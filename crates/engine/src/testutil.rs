//! Test helpers: throwaway SQLite databases and contexts with injected
//! clocks and seeded RNGs.

use crate::config::EngineConfig;
use crate::context::ServiceContext;
use bankbot_core::{Clock, ManualClock, SystemClock};
use bankbot_persistence::Database;
use chrono::{TimeZone, Utc};
use std::sync::Arc;
use tempfile::TempDir;

pub(crate) async fn ctx_with(
    config: EngineConfig,
    clock: Arc<dyn Clock>,
    seed: u64,
) -> (TempDir, ServiceContext) {
    let dir = tempfile::tempdir().expect("tempdir");
    let url = format!("sqlite://{}", dir.path().join("test.db").display());
    let db = Database::init(&url).await.expect("test db");
    let ctx = ServiceContext::with_clock_and_seed(&db, config, clock, Some(seed));
    (dir, ctx)
}

/// Default config, system clock, fixed seed.
pub(crate) async fn test_context() -> (TempDir, ServiceContext) {
    ctx_with(EngineConfig::default(), Arc::new(SystemClock), 42).await
}

/// Default config and a manual clock the test controls.
pub(crate) async fn test_context_manual_clock() -> (TempDir, Arc<ManualClock>, ServiceContext) {
    let clock = Arc::new(ManualClock::new(
        Utc.with_ymd_and_hms(2026, 1, 15, 12, 0, 0).single().expect("start time"),
    ));
    let (dir, ctx) = ctx_with(EngineConfig::default(), clock.clone(), 42).await;
    (dir, clock, ctx)
}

****

▶ TASK REQUIREMENTS
Please write out, exactly as they appear, the line that contains "and seeded RNGs." and every line after it up to the end of the entries above, and no others.

▶ FINAL ANSWER
//! clocks and seeded RNGs.

use crate::config::EngineConfig;
use crate::context::ServiceContext;
use bankbot_core::{Clock, ManualClock, SystemClock};
use bankbot_persistence::Database;
use chrono::{TimeZone, Utc};
use std::sync::Arc;
use tempfile::TempDir;

pub(crate) async fn ctx_with(
    config: EngineConfig,
    clock: Arc<dyn Clock>,
    seed: u64,
) -> (TempDir, ServiceContext) {
    let dir = tempfile::tempdir().expect("tempdir");
    let url = format!("sqlite://{}", dir.path().join("test.db").display());
    let db = Database::init(&url).await.expect("test db");
    let ctx = ServiceContext::with_clock_and_seed(&db, config, clock, Some(seed));
    (dir, ctx)
}

/// Default config, system clock, fixed seed.
pub(crate) async fn test_context() -> (TempDir, ServiceContext) {
    ctx_with(EngineConfig::default(), Arc::new(SystemClock), 42).await
}

/// Default config and a manual clock the test controls.
pub(crate) async fn test_context_manual_clock() -> (TempDir, Arc<ManualClock>, ServiceContext) {
    let clock = Arc::new(ManualClock::new(
        Utc.with_ymd_and_hms(2026, 1, 15, 12, 0, 0).single().expect("start time"),
    ));
    let (dir, ctx) = ctx_with(EngineConfig::default(), clock.clone(), 42).await;
    (dir, clock, ctx)
}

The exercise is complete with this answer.